Again, very similar to insulation failure and overloading.

Maintenance/operation

Inadequate or improper maintenance and operation was a major
cause of transformer failures, when you include overloading, loose connections and moisture. This category includes disconnected or improperly set controls, loss of coolant, accumulation of dirt & oil, and corrosion. Inadequate maintenance has to bear the blame for not discovering
incipient troubles when there was ample time to correct it.

Not a likely failure mode.

Floods

The flood category includes failures caused by inundation of the transformer due to man-made or natural caused floods. It also includes mudslides.

Obviously not the case here.

Loose connections

This category includes workmanship and maintenance in making
electrical connections. One problem is the improper mating of dissimilar metals, although this has decreased somewhat in recent years. Another problem is improper torquing of bolted connections. Loose connections could be included in the maintenance category, but we customarily report it separately.

Not a likely failure mode.

Lightning

Lightning surges are considerably fewer in number than previous studies we have published. Unless there is confirmation of a lightning strike, a surge type failure is categorized as “Line Surge”.

There was a storm in the Ft. Worth area when the transformers failed. I don't think this was the case for the Wisconsin and Las Vegas explosions. Someone correct me if I am wrong. However, even with the Ft. Worth explosions it wasn't a single isolated explosion as one would expect with a lightning strike.

Moisture

The moisture category includes failures caused by leaky pipes, leaking roofs, water entering the tanks through leaking bushings or fittings, and confirmed presence of moisture in the insulating oil. Moisture could be included in the inadequate maintenance or the insulation failure
category above, but we customarily report it separately.

Not a likely failure mode.

Speculation

I do not believe these transformer failures are caused by solar activity (at least, not any type of activity that we routinely measure).

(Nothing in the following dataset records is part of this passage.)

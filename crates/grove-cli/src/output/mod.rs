//! Terminal output formatting.
//!
//! Status lines go to stdout through `OutputHandler`; errors are rendered by
//! `errors::ErrorFormatter`.

pub mod colors;
pub mod errors;

/// Output handler for consistent terminal formatting
pub struct OutputHandler {
    colors: colors::ColorSupport,
}

impl OutputHandler {
    pub fn new() -> Self {
        Self {
            colors: colors::ColorSupport::detect(),
        }
    }

    /// Print a line as-is, for output meant to be consumed by scripts
    pub fn print(&self, message: &str) {
        println!("{}", message);
    }

    /// Print an info message
    pub fn info(&self, message: &str) {
        println!("{}", self.colors.dim(message));
    }

    /// Print a success message
    pub fn success(&self, message: &str) {
        println!("{} {}", self.colors.green("✓"), message);
    }

    /// Print a warning message
    pub fn warn(&self, message: &str) {
        println!("{} {}", self.colors.yellow("⚠"), message);
    }

    pub fn step(&self, emoji: &str, message: &str) {
        println!("{} {}", emoji, message);
    }
}

impl Default for OutputHandler {
    fn default() -> Self {
        Self::new()
    }
}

This pretty much leaves insulation failure or overload as the only failure mode above that makes any sense. Given the number of failures we have observed over the last few days, the only explanation that seems appropriate is that the power output and distribution controls have been compromised by a computer virus.

However, there is another possible explanation in my mind but it is far more speculative than anything else presented here. The heart of a transformer is the iron core which has a high magnetic permeability and uses the magnetic flux generated by the high voltage windings to induce a low voltage in the other set of windings. If there were spatially isolated and temporally transient fluctuations occurring in the geomagnetic field (or some extraterrestrial magnetic field) transformers would be the first place this would be expected to manifest itself. The iron cores have such a high magnetic permeability that the field generated within the volume of the core could be drastically changed by magnetic fields of relatively modest strength. The variation of the magnetic field within the core would influence the input and output voltages in the transformer. If the effect were large enough you might see overloading of the transformer which would cause it to fail.

I have no idea if this hypothesis is reasonable. Even if it is correct, I don't know what would be causing magnetic field fluctuations to occur in a way that is spatially isolated and temporally transient. Yet, it is still thought-provoking. There is certainly SOMETHING causing these failures. The question is what? It is beyond our normal everyday experience to observe this kind of phenomenon.